Stored data entries
Start of Block

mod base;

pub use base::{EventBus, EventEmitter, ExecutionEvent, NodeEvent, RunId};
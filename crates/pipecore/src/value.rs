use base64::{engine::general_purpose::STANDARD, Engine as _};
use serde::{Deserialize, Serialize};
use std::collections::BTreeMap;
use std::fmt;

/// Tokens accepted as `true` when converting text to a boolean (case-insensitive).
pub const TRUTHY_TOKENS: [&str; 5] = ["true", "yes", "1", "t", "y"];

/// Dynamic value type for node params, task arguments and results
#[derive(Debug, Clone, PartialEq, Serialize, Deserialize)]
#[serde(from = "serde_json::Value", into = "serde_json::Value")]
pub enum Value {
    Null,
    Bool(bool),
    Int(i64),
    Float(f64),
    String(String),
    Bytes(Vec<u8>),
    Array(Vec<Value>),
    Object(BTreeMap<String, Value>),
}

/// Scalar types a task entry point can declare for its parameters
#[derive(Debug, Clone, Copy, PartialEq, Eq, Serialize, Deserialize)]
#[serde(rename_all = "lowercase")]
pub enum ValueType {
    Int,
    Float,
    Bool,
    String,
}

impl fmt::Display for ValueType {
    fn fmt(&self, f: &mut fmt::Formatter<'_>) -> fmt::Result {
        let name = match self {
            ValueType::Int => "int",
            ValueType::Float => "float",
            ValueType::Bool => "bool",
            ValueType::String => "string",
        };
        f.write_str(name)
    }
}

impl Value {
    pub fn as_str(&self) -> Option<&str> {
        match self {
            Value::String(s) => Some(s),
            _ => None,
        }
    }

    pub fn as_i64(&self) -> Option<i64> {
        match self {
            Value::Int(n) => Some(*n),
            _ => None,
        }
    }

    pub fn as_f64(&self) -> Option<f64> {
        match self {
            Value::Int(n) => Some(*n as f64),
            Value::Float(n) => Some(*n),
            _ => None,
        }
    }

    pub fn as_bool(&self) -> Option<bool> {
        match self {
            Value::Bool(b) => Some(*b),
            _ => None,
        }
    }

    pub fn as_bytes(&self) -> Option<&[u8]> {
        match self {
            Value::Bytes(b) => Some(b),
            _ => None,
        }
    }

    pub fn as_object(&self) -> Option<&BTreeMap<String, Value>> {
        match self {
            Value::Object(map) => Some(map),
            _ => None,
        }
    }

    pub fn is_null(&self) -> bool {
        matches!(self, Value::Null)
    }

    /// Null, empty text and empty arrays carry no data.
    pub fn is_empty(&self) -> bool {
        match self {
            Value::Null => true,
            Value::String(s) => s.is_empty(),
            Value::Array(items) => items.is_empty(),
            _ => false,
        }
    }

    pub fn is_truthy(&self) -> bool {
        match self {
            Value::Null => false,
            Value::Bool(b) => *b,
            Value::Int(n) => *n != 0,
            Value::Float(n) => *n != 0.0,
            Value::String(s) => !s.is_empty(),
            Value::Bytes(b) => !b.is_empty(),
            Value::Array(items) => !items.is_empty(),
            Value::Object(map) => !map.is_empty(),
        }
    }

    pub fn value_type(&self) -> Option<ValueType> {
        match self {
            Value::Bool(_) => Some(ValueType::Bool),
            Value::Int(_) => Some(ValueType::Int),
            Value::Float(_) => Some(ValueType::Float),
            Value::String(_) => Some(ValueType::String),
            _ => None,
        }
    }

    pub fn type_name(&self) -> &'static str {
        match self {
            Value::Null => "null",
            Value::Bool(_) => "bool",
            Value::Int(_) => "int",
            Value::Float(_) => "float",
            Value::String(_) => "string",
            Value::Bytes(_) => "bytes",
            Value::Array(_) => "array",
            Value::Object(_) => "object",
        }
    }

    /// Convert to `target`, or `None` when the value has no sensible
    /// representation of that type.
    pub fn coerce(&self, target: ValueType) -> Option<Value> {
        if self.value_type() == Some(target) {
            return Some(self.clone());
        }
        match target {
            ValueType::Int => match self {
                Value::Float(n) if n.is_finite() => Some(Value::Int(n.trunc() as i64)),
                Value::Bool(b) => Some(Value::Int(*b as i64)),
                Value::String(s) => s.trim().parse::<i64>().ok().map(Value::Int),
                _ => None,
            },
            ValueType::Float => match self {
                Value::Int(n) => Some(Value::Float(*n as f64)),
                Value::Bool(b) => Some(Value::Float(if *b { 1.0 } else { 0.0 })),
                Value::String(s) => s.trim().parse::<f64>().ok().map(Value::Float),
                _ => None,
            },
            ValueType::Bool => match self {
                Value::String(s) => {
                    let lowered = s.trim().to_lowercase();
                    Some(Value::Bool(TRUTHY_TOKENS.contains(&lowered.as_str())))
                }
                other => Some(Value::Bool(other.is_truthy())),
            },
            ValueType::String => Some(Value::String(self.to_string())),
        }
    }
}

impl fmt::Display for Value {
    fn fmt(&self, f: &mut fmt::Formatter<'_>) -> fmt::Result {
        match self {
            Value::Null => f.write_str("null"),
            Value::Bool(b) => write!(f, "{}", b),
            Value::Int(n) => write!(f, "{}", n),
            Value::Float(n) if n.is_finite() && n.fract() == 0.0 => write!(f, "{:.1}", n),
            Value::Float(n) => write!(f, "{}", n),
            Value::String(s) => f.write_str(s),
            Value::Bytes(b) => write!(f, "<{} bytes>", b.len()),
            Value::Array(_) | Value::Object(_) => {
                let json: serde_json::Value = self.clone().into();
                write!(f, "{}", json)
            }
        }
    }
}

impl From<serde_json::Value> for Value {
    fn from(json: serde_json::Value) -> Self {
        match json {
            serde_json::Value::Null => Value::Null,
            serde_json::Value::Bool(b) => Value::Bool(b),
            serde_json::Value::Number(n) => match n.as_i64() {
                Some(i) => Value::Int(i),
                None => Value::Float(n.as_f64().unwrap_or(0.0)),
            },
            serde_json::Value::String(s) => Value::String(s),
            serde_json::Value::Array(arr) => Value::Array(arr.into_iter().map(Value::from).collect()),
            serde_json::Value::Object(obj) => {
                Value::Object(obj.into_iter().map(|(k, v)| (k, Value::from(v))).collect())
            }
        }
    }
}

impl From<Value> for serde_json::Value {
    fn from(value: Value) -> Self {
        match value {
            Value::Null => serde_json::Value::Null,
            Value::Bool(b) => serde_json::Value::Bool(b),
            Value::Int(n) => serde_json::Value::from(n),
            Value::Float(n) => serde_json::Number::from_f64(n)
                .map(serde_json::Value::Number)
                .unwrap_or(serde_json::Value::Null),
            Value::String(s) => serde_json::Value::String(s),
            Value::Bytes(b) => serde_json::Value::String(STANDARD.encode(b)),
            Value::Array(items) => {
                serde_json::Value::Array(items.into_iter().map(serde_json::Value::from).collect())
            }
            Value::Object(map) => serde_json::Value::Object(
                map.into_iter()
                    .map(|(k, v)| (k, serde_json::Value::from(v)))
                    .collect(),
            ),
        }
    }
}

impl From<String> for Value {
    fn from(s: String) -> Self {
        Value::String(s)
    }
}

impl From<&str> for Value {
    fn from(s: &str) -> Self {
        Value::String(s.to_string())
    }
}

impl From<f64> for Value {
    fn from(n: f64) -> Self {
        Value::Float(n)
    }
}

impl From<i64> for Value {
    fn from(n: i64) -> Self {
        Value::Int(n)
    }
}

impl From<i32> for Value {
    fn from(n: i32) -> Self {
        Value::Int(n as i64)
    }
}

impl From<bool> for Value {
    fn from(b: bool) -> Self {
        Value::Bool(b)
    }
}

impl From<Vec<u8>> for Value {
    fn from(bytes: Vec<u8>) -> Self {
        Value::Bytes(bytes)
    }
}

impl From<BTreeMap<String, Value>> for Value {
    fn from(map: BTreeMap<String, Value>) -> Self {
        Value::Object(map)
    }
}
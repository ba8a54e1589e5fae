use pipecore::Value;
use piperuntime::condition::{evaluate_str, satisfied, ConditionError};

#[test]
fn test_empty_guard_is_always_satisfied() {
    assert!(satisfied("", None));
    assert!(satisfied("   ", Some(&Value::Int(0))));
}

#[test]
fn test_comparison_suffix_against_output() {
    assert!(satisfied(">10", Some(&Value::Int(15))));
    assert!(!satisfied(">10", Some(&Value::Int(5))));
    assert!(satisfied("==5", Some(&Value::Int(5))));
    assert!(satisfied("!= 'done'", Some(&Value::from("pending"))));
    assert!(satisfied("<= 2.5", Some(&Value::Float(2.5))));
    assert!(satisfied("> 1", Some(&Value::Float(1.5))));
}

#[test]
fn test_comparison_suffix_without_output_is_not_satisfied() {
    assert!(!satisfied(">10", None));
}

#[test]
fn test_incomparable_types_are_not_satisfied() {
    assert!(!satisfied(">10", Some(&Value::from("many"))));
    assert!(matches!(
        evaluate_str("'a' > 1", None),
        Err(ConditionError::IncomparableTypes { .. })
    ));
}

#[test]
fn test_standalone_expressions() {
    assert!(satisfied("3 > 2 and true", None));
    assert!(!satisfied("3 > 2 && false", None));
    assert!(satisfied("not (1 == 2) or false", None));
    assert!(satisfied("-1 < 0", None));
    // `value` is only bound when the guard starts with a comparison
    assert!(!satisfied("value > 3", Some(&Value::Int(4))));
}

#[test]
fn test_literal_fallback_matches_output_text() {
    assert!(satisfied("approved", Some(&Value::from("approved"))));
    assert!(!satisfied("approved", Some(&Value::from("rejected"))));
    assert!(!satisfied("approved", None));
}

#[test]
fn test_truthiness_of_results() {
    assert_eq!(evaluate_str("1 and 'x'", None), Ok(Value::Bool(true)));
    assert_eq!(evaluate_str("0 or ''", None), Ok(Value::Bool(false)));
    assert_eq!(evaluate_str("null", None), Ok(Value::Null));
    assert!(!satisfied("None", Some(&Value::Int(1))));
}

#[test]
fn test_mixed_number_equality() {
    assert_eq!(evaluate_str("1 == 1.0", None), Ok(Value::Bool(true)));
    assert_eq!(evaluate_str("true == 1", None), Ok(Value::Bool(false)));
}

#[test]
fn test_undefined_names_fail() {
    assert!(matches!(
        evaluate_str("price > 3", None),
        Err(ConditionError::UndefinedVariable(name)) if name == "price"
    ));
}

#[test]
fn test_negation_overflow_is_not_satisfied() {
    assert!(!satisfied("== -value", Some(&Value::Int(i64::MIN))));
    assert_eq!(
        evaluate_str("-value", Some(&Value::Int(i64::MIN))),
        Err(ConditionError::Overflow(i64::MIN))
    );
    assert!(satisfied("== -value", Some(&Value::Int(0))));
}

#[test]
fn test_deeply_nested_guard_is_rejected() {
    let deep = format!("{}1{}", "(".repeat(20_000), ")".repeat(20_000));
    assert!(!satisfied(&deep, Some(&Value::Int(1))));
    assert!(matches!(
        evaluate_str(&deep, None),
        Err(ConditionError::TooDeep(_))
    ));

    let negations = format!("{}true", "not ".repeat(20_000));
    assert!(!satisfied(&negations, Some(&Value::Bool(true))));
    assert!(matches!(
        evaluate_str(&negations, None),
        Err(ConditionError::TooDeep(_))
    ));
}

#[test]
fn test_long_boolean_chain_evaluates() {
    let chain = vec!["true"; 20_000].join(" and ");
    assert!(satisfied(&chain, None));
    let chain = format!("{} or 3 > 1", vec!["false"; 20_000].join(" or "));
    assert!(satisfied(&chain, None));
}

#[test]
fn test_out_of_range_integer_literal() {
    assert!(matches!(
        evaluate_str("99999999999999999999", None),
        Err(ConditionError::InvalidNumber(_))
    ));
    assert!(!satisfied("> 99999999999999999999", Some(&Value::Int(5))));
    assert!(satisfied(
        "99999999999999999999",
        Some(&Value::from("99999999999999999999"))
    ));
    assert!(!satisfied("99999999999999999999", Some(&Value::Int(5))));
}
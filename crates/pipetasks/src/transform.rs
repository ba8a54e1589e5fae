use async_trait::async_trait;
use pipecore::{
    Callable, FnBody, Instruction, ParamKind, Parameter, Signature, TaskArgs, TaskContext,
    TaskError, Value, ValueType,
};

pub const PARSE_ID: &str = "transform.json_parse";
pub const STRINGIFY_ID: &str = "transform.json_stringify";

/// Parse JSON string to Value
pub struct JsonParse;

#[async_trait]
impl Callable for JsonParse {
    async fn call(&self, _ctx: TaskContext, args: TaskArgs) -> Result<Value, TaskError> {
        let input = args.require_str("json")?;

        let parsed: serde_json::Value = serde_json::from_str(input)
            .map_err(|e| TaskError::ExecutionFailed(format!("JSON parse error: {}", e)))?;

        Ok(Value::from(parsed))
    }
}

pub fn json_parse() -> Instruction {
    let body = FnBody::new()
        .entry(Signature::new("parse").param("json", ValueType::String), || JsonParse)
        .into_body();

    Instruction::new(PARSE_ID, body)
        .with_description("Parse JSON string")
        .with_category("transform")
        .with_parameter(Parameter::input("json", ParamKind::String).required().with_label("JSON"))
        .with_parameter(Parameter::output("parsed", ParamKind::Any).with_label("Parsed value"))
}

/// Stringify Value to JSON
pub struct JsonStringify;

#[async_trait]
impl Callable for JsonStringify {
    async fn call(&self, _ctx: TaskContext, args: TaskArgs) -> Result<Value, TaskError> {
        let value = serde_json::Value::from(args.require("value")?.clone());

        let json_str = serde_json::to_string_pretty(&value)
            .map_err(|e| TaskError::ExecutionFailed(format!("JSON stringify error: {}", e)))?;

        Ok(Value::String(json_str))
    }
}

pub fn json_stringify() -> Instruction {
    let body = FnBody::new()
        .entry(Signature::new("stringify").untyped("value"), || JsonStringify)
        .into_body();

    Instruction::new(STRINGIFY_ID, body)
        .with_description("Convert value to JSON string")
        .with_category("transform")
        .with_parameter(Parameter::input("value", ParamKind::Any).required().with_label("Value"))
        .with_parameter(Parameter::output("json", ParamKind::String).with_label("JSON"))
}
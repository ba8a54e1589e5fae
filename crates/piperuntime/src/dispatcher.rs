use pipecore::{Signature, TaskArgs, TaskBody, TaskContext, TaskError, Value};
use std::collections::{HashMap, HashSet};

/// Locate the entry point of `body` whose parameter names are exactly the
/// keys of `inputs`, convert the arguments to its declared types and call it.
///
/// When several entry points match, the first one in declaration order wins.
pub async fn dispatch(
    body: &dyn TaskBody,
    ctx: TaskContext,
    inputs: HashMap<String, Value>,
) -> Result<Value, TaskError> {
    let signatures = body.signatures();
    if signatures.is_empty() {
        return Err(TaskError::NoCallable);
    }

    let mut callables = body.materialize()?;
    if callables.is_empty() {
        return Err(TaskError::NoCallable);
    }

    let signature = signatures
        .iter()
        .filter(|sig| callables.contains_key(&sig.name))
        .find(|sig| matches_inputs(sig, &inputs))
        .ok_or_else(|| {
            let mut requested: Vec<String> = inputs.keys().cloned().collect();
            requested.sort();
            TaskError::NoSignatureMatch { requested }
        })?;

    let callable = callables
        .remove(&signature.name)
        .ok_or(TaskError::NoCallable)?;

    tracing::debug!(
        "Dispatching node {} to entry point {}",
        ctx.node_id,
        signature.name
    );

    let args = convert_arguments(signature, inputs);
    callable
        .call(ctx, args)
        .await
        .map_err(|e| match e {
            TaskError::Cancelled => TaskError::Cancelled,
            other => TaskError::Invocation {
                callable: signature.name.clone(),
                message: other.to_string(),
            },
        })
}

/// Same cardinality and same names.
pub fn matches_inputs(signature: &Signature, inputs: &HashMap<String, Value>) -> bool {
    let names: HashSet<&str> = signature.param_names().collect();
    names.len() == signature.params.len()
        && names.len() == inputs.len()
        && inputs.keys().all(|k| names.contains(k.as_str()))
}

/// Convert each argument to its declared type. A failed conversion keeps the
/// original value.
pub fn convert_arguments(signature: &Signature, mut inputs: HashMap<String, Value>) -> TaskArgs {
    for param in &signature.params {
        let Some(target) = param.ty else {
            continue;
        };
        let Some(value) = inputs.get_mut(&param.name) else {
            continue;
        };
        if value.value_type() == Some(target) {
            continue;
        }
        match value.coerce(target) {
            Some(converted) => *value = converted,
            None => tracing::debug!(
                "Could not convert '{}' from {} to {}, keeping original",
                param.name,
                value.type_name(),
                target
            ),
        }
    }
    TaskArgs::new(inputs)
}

End of Block

-- Required work --
Wherever a line in the entries holds "Deserialize", copy that line.

-- Result of this task --
use serde::{Deserialize, Serialize};
#[derive(Debug, Clone, PartialEq, Serialize, Deserialize)]
#[derive(Debug, Clone, Copy, PartialEq, Eq, Serialize, Deserialize)]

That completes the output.